■ **Task description**
All lines with the word "crate" must be pulled from the entries below.

■ **Information**

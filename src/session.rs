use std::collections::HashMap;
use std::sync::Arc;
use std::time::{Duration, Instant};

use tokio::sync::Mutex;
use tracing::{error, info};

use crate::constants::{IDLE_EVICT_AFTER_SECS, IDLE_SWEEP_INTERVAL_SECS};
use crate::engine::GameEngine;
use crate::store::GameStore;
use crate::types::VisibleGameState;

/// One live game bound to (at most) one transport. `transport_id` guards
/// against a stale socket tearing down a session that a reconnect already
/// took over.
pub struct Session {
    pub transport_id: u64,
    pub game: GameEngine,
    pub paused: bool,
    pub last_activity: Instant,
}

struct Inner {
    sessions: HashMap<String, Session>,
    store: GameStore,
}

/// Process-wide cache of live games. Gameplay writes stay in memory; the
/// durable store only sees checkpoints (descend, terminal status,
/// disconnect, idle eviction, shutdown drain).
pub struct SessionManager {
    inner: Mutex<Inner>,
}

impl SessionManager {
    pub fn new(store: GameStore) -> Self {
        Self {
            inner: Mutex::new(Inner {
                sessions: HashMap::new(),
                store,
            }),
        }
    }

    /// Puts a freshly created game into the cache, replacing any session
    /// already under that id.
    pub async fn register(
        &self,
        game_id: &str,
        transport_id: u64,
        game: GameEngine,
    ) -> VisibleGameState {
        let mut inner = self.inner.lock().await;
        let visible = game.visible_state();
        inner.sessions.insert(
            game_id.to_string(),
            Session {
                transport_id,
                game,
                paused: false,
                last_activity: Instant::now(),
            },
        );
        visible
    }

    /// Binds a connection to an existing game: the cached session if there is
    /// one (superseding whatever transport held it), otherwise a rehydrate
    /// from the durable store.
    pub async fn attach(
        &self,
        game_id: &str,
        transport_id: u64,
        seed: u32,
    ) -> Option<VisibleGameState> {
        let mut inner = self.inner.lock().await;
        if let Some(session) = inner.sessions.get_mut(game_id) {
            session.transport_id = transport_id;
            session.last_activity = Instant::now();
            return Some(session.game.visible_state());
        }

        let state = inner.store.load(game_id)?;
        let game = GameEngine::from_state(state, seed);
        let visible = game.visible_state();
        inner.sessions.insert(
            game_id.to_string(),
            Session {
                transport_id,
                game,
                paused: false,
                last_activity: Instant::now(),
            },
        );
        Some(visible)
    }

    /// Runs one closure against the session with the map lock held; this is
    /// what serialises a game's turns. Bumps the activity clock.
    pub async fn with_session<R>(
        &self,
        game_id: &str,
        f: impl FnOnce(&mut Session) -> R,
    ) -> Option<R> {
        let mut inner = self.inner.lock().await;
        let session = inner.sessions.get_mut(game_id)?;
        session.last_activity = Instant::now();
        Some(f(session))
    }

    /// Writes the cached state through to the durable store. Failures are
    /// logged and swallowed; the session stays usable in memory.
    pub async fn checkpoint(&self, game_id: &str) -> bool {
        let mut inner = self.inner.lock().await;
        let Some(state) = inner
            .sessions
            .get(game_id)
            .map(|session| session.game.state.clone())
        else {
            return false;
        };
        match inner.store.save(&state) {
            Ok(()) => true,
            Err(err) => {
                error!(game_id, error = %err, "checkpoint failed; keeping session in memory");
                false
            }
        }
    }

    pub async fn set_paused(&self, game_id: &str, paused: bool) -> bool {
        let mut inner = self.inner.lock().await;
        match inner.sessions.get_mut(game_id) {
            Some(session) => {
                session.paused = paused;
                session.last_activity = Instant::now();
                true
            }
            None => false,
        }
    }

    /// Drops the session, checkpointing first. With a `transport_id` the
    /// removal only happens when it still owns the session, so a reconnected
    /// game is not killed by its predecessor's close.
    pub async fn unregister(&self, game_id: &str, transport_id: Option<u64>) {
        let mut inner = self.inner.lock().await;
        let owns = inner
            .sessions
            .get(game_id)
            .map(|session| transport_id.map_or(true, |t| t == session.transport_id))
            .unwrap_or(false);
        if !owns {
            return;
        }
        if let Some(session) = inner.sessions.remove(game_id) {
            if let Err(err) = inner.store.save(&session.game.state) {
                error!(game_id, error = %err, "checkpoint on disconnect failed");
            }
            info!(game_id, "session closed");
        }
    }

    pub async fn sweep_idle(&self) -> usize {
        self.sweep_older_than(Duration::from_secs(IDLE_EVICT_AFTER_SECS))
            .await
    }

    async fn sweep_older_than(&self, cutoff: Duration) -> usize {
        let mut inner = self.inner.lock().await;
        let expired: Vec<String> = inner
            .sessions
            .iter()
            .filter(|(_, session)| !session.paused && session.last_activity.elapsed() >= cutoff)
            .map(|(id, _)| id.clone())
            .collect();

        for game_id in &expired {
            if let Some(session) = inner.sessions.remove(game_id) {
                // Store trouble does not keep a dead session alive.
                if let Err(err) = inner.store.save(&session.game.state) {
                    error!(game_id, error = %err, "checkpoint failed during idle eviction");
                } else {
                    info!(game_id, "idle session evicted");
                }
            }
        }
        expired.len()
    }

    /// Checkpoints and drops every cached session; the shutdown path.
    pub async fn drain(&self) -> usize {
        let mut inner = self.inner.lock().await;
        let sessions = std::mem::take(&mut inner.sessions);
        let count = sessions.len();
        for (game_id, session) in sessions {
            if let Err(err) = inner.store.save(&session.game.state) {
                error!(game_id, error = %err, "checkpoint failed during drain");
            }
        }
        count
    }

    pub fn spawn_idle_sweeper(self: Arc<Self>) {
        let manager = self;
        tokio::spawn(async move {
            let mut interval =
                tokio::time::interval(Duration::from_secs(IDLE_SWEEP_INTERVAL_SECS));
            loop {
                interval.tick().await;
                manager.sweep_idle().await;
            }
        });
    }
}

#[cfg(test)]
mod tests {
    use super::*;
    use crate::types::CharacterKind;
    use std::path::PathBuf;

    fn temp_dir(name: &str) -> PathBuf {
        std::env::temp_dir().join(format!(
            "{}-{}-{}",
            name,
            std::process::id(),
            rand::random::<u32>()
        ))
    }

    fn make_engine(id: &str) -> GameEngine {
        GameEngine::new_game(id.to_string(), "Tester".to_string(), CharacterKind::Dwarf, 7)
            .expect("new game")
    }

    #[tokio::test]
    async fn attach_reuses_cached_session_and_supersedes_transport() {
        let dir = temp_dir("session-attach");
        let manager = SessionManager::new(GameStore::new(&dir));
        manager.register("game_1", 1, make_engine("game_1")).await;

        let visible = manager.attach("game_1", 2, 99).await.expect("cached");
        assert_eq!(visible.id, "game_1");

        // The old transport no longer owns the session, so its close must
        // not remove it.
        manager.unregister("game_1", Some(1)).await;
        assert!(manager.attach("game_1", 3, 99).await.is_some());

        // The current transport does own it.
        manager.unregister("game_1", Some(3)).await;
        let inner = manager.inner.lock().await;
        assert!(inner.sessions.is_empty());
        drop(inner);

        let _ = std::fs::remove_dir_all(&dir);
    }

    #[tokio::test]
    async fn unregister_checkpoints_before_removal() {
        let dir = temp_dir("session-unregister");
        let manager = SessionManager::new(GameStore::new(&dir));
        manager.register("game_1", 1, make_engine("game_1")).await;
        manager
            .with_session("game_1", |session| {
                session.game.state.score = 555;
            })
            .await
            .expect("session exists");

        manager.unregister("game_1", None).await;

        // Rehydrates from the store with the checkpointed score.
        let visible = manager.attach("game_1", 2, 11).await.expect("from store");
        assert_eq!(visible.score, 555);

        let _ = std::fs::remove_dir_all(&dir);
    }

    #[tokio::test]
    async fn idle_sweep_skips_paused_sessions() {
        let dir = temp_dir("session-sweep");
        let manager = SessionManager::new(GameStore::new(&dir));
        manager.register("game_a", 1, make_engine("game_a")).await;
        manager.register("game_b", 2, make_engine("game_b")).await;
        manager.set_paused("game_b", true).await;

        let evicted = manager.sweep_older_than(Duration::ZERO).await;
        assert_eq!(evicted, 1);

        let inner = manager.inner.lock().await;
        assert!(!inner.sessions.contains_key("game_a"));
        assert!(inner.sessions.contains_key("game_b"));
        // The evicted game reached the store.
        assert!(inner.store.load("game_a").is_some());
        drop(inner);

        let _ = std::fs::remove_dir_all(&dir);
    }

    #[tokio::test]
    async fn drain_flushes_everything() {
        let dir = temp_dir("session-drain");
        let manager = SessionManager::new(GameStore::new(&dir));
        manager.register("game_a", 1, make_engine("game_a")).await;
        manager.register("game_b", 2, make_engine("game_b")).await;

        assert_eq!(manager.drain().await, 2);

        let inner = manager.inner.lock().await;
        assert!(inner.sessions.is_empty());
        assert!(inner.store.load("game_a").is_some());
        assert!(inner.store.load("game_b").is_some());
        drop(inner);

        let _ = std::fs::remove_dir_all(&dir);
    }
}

...

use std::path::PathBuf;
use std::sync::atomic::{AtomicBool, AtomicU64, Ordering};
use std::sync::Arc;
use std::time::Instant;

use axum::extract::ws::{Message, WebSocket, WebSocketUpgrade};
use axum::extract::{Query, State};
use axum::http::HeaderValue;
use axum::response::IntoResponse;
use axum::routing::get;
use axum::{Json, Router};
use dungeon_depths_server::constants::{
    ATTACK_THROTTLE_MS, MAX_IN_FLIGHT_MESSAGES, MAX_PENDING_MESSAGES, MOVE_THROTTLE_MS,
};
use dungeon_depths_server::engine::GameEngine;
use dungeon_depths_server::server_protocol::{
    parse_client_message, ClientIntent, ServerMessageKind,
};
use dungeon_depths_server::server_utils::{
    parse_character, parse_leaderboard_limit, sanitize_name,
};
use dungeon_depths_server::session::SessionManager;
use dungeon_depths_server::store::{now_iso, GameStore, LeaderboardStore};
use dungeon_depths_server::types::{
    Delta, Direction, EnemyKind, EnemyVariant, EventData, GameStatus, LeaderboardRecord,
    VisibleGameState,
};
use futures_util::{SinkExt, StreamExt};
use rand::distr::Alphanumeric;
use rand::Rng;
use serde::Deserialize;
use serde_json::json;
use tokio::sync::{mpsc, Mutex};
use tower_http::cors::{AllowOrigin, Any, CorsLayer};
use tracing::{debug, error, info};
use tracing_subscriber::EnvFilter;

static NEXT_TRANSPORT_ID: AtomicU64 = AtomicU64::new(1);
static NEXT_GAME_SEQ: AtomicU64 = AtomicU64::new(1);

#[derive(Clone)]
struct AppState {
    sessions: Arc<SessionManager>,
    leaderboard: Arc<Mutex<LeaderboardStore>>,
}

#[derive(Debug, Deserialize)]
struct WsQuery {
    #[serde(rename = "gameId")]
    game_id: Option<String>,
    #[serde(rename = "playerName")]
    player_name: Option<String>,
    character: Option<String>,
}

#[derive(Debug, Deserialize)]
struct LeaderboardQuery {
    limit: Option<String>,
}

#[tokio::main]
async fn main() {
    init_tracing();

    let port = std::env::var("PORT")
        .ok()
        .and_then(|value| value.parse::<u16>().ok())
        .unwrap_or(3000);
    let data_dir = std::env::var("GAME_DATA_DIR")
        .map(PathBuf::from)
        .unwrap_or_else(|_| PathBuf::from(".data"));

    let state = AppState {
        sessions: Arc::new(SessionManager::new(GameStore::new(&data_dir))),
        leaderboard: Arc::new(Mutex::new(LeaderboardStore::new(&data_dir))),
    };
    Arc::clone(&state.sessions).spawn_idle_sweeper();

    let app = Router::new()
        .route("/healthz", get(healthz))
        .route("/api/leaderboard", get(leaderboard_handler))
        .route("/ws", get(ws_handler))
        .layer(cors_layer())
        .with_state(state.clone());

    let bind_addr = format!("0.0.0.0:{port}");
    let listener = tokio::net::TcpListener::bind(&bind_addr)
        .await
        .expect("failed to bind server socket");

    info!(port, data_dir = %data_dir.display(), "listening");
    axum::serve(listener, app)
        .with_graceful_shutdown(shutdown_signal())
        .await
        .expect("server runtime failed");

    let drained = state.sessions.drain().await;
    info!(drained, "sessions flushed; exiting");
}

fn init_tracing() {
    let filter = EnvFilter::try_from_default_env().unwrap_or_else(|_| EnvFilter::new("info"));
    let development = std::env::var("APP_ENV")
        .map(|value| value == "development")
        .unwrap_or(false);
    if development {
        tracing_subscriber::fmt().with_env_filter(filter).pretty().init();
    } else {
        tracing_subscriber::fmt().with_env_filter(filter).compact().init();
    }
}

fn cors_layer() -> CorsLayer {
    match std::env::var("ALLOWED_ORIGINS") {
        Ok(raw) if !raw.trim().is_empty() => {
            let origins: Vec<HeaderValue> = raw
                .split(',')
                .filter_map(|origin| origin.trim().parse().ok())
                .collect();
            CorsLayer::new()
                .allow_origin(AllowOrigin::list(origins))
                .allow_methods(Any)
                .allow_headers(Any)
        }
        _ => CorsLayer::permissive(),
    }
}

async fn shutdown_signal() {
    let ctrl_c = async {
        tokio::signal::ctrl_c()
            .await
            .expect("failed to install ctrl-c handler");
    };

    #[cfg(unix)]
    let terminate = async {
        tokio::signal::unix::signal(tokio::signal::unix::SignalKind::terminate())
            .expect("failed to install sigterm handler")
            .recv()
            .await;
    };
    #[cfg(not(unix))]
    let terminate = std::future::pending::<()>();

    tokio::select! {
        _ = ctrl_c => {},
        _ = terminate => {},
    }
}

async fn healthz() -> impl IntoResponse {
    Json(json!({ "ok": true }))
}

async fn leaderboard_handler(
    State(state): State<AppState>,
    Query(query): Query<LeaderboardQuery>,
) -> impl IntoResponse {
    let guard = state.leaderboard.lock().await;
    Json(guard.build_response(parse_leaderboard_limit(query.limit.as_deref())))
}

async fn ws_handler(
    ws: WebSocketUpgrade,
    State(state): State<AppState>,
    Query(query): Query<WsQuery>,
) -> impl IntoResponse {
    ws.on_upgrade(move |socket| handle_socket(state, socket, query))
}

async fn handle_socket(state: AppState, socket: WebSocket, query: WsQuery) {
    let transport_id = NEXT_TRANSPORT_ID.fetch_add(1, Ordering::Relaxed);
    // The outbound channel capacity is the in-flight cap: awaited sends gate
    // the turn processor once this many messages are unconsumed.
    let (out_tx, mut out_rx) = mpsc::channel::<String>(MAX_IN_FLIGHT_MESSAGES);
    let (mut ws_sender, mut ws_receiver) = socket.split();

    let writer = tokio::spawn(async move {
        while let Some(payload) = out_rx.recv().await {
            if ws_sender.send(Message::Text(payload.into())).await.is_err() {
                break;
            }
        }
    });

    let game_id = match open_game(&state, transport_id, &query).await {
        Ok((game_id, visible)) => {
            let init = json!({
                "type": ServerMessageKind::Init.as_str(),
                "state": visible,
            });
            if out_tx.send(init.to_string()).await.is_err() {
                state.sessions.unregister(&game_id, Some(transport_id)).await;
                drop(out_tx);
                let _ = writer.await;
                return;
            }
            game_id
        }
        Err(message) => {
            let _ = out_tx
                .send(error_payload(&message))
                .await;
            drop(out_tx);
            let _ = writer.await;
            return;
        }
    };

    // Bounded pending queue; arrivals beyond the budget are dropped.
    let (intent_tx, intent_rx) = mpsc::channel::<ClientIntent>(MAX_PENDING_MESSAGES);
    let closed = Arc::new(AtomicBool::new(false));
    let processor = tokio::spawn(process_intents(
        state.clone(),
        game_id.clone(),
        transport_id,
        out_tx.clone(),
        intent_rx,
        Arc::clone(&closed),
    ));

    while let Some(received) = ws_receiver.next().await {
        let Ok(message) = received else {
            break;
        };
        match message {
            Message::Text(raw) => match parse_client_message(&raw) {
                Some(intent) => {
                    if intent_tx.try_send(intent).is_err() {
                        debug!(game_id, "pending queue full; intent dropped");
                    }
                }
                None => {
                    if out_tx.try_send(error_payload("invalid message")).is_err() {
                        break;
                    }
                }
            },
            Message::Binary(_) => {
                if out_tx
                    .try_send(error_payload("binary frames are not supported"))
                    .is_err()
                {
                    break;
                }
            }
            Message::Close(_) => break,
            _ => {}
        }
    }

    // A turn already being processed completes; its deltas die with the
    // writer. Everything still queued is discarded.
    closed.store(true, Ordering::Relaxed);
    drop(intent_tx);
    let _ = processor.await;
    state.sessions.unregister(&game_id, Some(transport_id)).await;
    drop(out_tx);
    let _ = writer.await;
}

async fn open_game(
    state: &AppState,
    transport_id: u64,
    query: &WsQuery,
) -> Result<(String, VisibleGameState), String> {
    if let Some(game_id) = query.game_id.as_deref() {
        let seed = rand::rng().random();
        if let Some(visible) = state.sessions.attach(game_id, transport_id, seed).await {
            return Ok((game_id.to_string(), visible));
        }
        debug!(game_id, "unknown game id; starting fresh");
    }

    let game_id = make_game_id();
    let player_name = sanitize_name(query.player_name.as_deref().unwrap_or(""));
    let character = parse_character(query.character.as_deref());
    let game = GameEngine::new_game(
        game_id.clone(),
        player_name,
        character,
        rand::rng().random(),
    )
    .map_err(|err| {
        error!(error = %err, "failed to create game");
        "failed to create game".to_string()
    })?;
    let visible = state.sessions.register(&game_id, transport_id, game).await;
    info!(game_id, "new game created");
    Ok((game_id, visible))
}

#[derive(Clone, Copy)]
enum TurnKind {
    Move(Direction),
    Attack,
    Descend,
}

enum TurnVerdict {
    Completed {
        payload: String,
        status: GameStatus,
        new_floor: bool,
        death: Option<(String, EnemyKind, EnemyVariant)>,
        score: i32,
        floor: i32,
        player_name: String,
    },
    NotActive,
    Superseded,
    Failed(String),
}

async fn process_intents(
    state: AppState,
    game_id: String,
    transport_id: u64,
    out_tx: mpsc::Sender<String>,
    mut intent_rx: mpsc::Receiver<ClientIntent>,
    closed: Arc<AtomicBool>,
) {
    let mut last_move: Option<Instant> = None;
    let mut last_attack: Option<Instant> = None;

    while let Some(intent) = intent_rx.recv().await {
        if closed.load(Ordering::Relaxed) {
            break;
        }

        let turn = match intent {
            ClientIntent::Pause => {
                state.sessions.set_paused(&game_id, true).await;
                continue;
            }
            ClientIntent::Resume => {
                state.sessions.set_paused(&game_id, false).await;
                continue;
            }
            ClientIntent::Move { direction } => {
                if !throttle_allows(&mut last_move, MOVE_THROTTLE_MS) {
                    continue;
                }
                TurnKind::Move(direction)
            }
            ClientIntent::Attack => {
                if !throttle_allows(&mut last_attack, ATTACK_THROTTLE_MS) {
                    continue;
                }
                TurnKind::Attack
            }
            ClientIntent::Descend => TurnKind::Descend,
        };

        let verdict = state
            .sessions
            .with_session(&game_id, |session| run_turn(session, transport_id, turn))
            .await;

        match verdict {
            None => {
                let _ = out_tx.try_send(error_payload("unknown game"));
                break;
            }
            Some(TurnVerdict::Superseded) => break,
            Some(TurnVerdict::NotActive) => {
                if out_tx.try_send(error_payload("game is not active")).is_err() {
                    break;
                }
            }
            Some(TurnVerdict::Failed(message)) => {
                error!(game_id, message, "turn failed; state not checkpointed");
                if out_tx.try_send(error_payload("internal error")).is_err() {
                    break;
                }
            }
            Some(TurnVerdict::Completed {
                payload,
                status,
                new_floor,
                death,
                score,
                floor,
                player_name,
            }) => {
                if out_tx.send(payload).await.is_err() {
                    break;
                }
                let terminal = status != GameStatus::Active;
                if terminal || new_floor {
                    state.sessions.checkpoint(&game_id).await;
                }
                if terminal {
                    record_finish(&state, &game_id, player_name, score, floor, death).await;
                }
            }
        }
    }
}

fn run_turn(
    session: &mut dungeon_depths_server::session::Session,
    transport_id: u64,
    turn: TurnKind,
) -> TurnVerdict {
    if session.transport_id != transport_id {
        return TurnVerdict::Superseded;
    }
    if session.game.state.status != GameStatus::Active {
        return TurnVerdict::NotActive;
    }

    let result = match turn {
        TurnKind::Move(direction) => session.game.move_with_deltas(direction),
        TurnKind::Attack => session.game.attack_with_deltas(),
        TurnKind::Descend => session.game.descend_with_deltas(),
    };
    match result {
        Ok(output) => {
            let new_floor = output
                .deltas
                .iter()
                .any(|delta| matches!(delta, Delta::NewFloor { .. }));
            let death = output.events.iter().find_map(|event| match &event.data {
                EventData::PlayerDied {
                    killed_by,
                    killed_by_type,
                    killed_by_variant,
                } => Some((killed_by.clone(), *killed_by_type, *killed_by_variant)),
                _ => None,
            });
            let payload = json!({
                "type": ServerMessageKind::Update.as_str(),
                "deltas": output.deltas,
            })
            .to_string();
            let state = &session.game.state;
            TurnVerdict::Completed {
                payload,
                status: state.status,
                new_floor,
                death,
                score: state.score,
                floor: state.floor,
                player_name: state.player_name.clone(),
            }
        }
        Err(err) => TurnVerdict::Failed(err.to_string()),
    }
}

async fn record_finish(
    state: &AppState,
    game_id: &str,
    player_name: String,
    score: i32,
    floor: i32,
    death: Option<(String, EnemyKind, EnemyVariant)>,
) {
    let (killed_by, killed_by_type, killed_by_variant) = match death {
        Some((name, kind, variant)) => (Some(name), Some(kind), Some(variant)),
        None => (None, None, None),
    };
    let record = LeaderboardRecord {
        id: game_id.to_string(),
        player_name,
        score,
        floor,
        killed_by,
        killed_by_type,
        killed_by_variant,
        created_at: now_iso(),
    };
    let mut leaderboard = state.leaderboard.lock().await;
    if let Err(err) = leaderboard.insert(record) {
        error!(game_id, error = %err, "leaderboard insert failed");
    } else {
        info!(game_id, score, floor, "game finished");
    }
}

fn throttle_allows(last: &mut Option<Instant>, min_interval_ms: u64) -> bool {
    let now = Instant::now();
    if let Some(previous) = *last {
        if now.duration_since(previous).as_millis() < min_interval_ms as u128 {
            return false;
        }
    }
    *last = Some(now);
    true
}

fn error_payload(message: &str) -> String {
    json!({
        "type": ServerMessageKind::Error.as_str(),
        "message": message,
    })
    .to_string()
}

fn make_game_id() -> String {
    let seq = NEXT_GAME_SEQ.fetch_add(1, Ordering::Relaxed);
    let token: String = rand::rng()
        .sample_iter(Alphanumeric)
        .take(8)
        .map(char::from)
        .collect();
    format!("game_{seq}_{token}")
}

---

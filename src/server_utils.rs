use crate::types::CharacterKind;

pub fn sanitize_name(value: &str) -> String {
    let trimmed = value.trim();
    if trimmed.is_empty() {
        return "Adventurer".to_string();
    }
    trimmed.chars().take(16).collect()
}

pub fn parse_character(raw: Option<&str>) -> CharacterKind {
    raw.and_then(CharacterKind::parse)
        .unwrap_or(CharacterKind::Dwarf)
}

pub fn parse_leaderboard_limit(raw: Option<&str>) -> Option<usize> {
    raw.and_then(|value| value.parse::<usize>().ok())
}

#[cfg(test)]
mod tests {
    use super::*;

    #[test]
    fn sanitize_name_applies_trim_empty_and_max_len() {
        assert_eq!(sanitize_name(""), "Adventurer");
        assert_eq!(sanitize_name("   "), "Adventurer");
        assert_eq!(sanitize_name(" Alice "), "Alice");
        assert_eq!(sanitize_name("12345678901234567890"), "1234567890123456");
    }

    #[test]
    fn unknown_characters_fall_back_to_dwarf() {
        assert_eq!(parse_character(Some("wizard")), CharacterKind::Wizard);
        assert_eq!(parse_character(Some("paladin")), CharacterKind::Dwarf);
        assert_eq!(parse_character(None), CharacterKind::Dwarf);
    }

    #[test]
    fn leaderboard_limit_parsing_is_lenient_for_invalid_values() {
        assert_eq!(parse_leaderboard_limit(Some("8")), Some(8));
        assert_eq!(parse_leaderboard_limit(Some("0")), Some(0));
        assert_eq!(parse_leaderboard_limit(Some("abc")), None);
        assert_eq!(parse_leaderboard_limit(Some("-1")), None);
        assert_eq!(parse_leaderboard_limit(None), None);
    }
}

■ **Answer to this problem**
use crate::constants::{IDLE_EVICT_AFTER_SECS, IDLE_SWEEP_INTERVAL_SECS};
use crate::engine::GameEngine;
use crate::store::GameStore;
use crate::types::VisibleGameState;
    use crate::types::CharacterKind;
use crate::types::CharacterKind;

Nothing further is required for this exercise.